Sonja B. Starr, Professor of Law (University of Chicago) offers a legal opinion on the incendiary “Dear Colleague” letter issued recently by an Acting Assistant Secretary at the Department of Education.
Starr assesses the “Dear Colleague” letter: “The Department of Education issued a threatening letter this month addressed to all educational institutions that receive federal funds. The letter offers an extreme and implausible interpretation of the law governing diversity, equity and inclusion policy. It demands that schools abandon not just affirmative-action-like programs that consider the race of individuals but also policies that are blind to individuals’ race if those policies were adopted, even in part, to promote racial diversity.”
“The letter also claims that federal law prohibits schools from teaching or promoting certain ideas about race that the department deems unacceptable,” Starr notes.
“The department gives schools until Feb. 28 to comply with this interpretation of the law or risk losing their federal funding, which would endanger the existence of many colleges and universities. This threat is a brazen attempt to bully schools into making policy changes that the law does not require,” according to Starr.
The Trump-appointed officials at the Department of Education are indeed attempting to bully colleges and universities into abandoning their critical higher education missions of providing an education based in scientific research and academic knowledge.

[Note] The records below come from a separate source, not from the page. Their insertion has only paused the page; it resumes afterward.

//! Error types for simex-core.

use thiserror::Error;

/// Core error types.
#[derive(Debug, Error)]
pub enum CoreError {
    #[error("Invalid signal side: {0}")]
    InvalidSignal(String),

    #[error("Malformed symbol (expected BASE/QUOTE): {0}")]
    MalformedSymbol(String),
}

/// Result type alias for core operations.
pub type CoreResult<T> = std::result::Result<T, CoreError>;
//! simex paper-trading bot - Entry Point
//!
//! Manual driver for the paper execution engine: place single orders,
//! ladders, inspect balances and estimate price impact from the command
//! line. Order-book snapshots are supplied as JSON files.

use anyhow::Result;
use clap::{Parser, Subcommand};
use simex_core::{ExecutionOutcome, OrderBook, OrderSide, Price, Size, TradeSignal, TradingPair};
use std::path::{Path, PathBuf};
use tracing::info;

/// simex paper-trading bot
#[derive(Parser, Debug)]
#[command(version, about, long_about = None)]
struct Args {
    /// Configuration file path (can also be set via SIMEX_CONFIG env var)
    #[arg(short, long)]
    config: Option<String>,

    #[command(subcommand)]
    command: Command,
}

#[derive(Subcommand, Debug)]
enum Command {
    /// Print the wallet ledger
    Balances,
    /// Execute a single paper order
    Order {
        /// Trading pair, e.g. BTC/USD
        #[arg(long)]
        symbol: TradingPair,
        /// Order side: buy or sell
        #[arg(long)]
        side: OrderSide,
        /// Base-asset amount
        #[arg(long)]
        amount: Size,
        /// Reference price; required unless --book is given
        #[arg(long)]
        price: Option<Price>,
        /// Path to an order-book JSON snapshot for depth-based pricing
        #[arg(long)]
        book: Option<PathBuf>,
        /// Strategy tag recorded on the fill
        #[arg(long)]
        strategy: Option<String>,
    },
    /// Place the 3-rung accumulation ladder
    Ladder {
        /// Trading pair, e.g. BTC/USD
        #[arg(long)]
        symbol: TradingPair,
        /// Total base-asset amount split across the rungs
        #[arg(long)]
        amount: Size,
        /// Reference price the rung offsets apply to
        #[arg(long)]
        price: Price,
        /// Strategy tag recorded on the fills
        #[arg(long)]
        strategy: Option<String>,
    },
    /// Estimate price impact against an order-book snapshot (read-only)
    Impact {
        /// Order side: buy or sell
        #[arg(long)]
        side: OrderSide,
        /// Base-asset amount
        #[arg(long)]
        amount: Size,
        /// Path to an order-book JSON snapshot
        #[arg(long)]
        book: PathBuf,
    },
}

fn read_book(path: &Path) -> Result<OrderBook> {
    let content = std::fs::read_to_string(path)?;
    Ok(serde_json::from_str(&content)?)
}

#[tokio::main]
async fn main() -> Result<()> {
    let args = Args::parse();

    simex_telemetry::init_logging()?;
    info!("Starting simex v{}", env!("CARGO_PKG_VERSION"));

    let config = match &args.config {
        Some(path) => simex_bot::AppConfig::from_file(path)?,
        None => simex_bot::AppConfig::load()?,
    };

    let app = simex_bot::Application::new(config)?;

    match args.command {
        Command::Balances => {
            let mut entries: Vec<_> = app.balances().into_iter().collect();
            entries.sort_by(|a, b| a.0.cmp(&b.0));
            for (asset, balance) in entries {
                println!("{asset}: {balance}");
            }
        }
        Command::Order {
            symbol,
            side,
            amount,
            price,
            book,
            strategy,
        } => {
            let snapshot = book.as_deref().map(read_book).transpose()?;
            let mut signal = match price {
                Some(price) => TradeSignal::new(side, price),
                None => TradeSignal::market(side),
            };
            if let Some(tag) = strategy {
                signal = signal.with_strategy(tag);
            }

            let outcome = app
                .place_order(&signal, &symbol, amount, snapshot.as_ref())
                .await?;
            match outcome {
                ExecutionOutcome::Filled(fill) => println!(
                    "filled {} {} {} @ {} ({} {} moved, id {})",
                    fill.side,
                    fill.amount,
                    fill.pair,
                    fill.price,
                    fill.value,
                    app.base_currency(),
                    fill.id
                ),
                ExecutionOutcome::Rejected(reason) => println!("rejected: {reason}"),
            }
        }
        Command::Ladder {
            symbol,
            amount,
            price,
            strategy,
        } => {
            let mut signal = TradeSignal::new(OrderSide::Buy, price);
            if let Some(tag) = strategy {
                signal = signal.with_strategy(tag);
            }

            match app.place_ladder(&signal, &symbol, amount).await? {
                Some(rungs) => {
                    for (i, rung) in rungs.iter().enumerate() {
                        match rung {
                            Some(fill) => println!(
                                "rung {}: filled {} @ {} (value {})",
                                i + 1,
                                fill.amount,
                                fill.price,
                                fill.value
                            ),
                            None => println!("rung {}: not filled", i + 1),
                        }
                    }
                }
                None => println!("no rung filled"),
            }
        }
        Command::Impact { side, amount, book } => {
            let snapshot = read_book(&book)?;
            let impact = app.estimate_impact(&snapshot, side, amount);
            println!("estimated price impact: {impact}");
        }
    }

    Ok(())
}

This is a clear assault on the principles of academic freedom, university autonomy, faculty governance, and faculty-driven curricula. Professors are researchers and teachers who are trained to have expertise in their disciplinary fields. Professors, not politicians, should determine what subjects are taught and how the curricula are composed within their disciplinary programs.

“The primary legal authority the letter cites is the Supreme Court’s 2023 decision in Students for Fair Admissions v. Harvard, which effectively ended affirmative action in university admissions. Some of the letter’s demands, such as getting rid of scholarship programs that consider an applicant’s race, are reasonable extensions of the court’s decision. But the letter goes beyond those demands, misreading the law in a way that further imperils racial diversity in schools.”
Starr argues that “The Department of Education’s letter also overreaches in its attempt to police schools’ communication of certain ideas about race. It cites ‘D.E.I. programs’ that teach, for example, ;that certain racial groups bear unique moral burdens that others do not.’ That passage of the letter is brief, and what exactly it prohibits is left vague. But the implication is that the department interprets Title VI of the Civil Rights Act of 1964 as restricting what schools can teach students.”
Sonja B. Starr provides advice to universities and colleges on how to respond to the “Dear Colleague” letter, stating emphatically that “schools should not cave to the Department of Education’s indefensible further demands, and the courts must curtail this blatant overreach.”
Starr, Sonja B. “The Department of Education Threatens to Pull the Plug on Colleges.” The New York Times (26 February 2025).